▸ **TASK MATERIAL**:

//! Lot category model
//!
//! Defines the fixed enumeration of permit categories and their process-wide
//! constant data: display label, total capacity, and member lot codes from
//! the campus map. This data never changes at runtime.

use serde::{de, Deserialize, Deserializer, Serialize, Serializer};
use std::fmt;
use std::str::FromStr;

/// A permit/lot category with a fixed total capacity.
///
/// Categories partition the campus spaces by who may park there; they are
/// distinct from [`Zone`](crate::models::Zone)s, which are overlapping
/// signage groupings of the same lot codes.
#[derive(Debug, Clone, Copy, PartialEq, Eq, Hash)]
pub enum LotCategory {
    /// Resident student parking
    Orange,
    /// Commuter and nonresident parking
    Green,
    /// Faculty and staff parking
    Blue,
}

/// All categories, in display order.
pub const ALL_CATEGORIES: [LotCategory; 3] =
    [LotCategory::Orange, LotCategory::Green, LotCategory::Blue];

impl LotCategory {
    /// Full display label, also the form stored in the ledger.
    pub fn label(&self) -> &'static str {
        match self {
            LotCategory::Orange => "Orange (Residents)",
            LotCategory::Green => "Green (Commuters)",
            LotCategory::Blue => "Blue (Faculty)",
        }
    }

    /// Short color name.
    pub fn name(&self) -> &'static str {
        match self {
            LotCategory::Orange => "Orange",
            LotCategory::Green => "Green",
            LotCategory::Blue => "Blue",
        }
    }

    /// Total number of spaces in this category.
    pub fn capacity(&self) -> i64 {
        match self {
            LotCategory::Orange => 320,
            LotCategory::Green => 480,
            LotCategory::Blue => 200,
        }
    }

    /// Lot codes belonging to this category.
    pub fn lots(&self) -> &'static [&'static str] {
        match self {
            LotCategory::Orange => &["F-1", "F-2", "H-2", "I-1", "M-2"],
            LotCategory::Green => &["B-1", "B-2", "B-3", "E-1", "H-1", "M-1", "N-1", "N-2"],
            LotCategory::Blue => &[
                "A-1", "A-2", "A-3", "C-4", "C-5", "D-1", "G-1", "G-2", "G-3", "J-1", "J-2",
                "J-3", "K-1", "K-2", "K-3", "O-1",
            ],
        }
    }
}

impl fmt::Display for LotCategory {
    fn fmt(&self, f: &mut fmt::Formatter<'_>) -> fmt::Result {
        f.write_str(self.label())
    }
}

/// Error returned when a string does not name a known category
#[derive(Debug, Clone, thiserror::Error)]
#[error("unknown lot category: {0}")]
pub struct UnknownCategory(pub String);

impl FromStr for LotCategory {
    type Err = UnknownCategory;

    /// Parse a category name, case-insensitively.
    ///
    /// Accepts the bare color ("orange") as well as the full ledger label
    /// ("Orange (Residents)").
    fn from_str(s: &str) -> Result<Self, Self::Err> {
        let color = s.split('(').next().unwrap_or("").trim().to_lowercase();
        match color.as_str() {
            "orange" => Ok(LotCategory::Orange),
            "green" => Ok(LotCategory::Green),
            "blue" => Ok(LotCategory::Blue),
            _ => Err(UnknownCategory(s.trim().to_string())),
        }
    }
}

impl Serialize for LotCategory {
    fn serialize<S: Serializer>(&self, serializer: S) -> Result<S::Ok, S::Error> {
        serializer.serialize_str(self.label())
    }
}

impl<'de> Deserialize<'de> for LotCategory {
    fn deserialize<D: Deserializer<'de>>(deserializer: D) -> Result<Self, D::Error> {
        let s = String::deserialize(deserializer)?;
        s.parse().map_err(de::Error::custom)
    }
}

▸ **PROMPT**: Copy the records out again word for word.

▸ **TASK ANSWER**:
//! Lot category model
//!
//! Defines the fixed enumeration of permit categories and their process-wide
//! constant data: display label, total capacity, and member lot codes from
//! the campus map. This data never changes at runtime.

use serde::{de, Deserialize, Deserializer, Serialize, Serializer};
use std::fmt;
use std::str::FromStr;

/// A permit/lot category with a fixed total capacity.
///
/// Categories partition the campus spaces by who may park there; they are
/// distinct from [`Zone`](crate::models::Zone)s, which are overlapping
/// signage groupings of the same lot codes.
#[derive(Debug, Clone, Copy, PartialEq, Eq, Hash)]
pub enum LotCategory {
    /// Resident student parking
    Orange,
    /// Commuter and nonresident parking
    Green,
    /// Faculty and staff parking
    Blue,
}

/// All categories, in display order.
pub const ALL_CATEGORIES: [LotCategory; 3] =
    [LotCategory::Orange, LotCategory::Green, LotCategory::Blue];

impl LotCategory {
    /// Full display label, also the form stored in the ledger.
    pub fn label(&self) -> &'static str {
        match self {
            LotCategory::Orange => "Orange (Residents)",
            LotCategory::Green => "Green (Commuters)",
            LotCategory::Blue => "Blue (Faculty)",
        }
    }

    /// Short color name.
    pub fn name(&self) -> &'static str {
        match self {
            LotCategory::Orange => "Orange",
            LotCategory::Green => "Green",
            LotCategory::Blue => "Blue",
        }
    }

    /// Total number of spaces in this category.
    pub fn capacity(&self) -> i64 {
        match self {
            LotCategory::Orange => 320,
            LotCategory::Green => 480,
            LotCategory::Blue => 200,
        }
    }

    /// Lot codes belonging to this category.
    pub fn lots(&self) -> &'static [&'static str] {
        match self {
            LotCategory::Orange => &["F-1", "F-2", "H-2", "I-1", "M-2"],
            LotCategory::Green => &["B-1", "B-2", "B-3", "E-1", "H-1", "M-1", "N-1", "N-2"],
            LotCategory::Blue => &[
                "A-1", "A-2", "A-3", "C-4", "C-5", "D-1", "G-1", "G-2", "G-3", "J-1", "J-2",
                "J-3", "K-1", "K-2", "K-3", "O-1",
            ],
        }
    }
}

impl fmt::Display for LotCategory {
    fn fmt(&self, f: &mut fmt::Formatter<'_>) -> fmt::Result {
        f.write_str(self.label())
    }
}

/// Error returned when a string does not name a known category
#[derive(Debug, Clone, thiserror::Error)]
#[error("unknown lot category: {0}")]
pub struct UnknownCategory(pub String);

impl FromStr for LotCategory {
    type Err = UnknownCategory;

    /// Parse a category name, case-insensitively.
    ///
    /// Accepts the bare color ("orange") as well as the full ledger label
    /// ("Orange (Residents)").
    fn from_str(s: &str) -> Result<Self, Self::Err> {
        let color = s.split('(').next().unwrap_or("").trim().to_lowercase();
        match color.as_str() {
            "orange" => Ok(LotCategory::Orange),
            "green" => Ok(LotCategory::Green),
            "blue" => Ok(LotCategory::Blue),
            _ => Err(UnknownCategory(s.trim().to_string())),
        }
    }
}

impl Serialize for LotCategory {
    fn serialize<S: Serializer>(&self, serializer: S) -> Result<S::Ok, S::Error> {
        serializer.serialize_str(self.label())
    }
}

impl<'de> Deserialize<'de> for LotCategory {
    fn deserialize<D: Deserializer<'de>>(deserializer: D) -> Result<Self, D::Error> {
        let s = String::deserialize(deserializer)?;
        s.parse().map_err(de::Error::custom)
    }
}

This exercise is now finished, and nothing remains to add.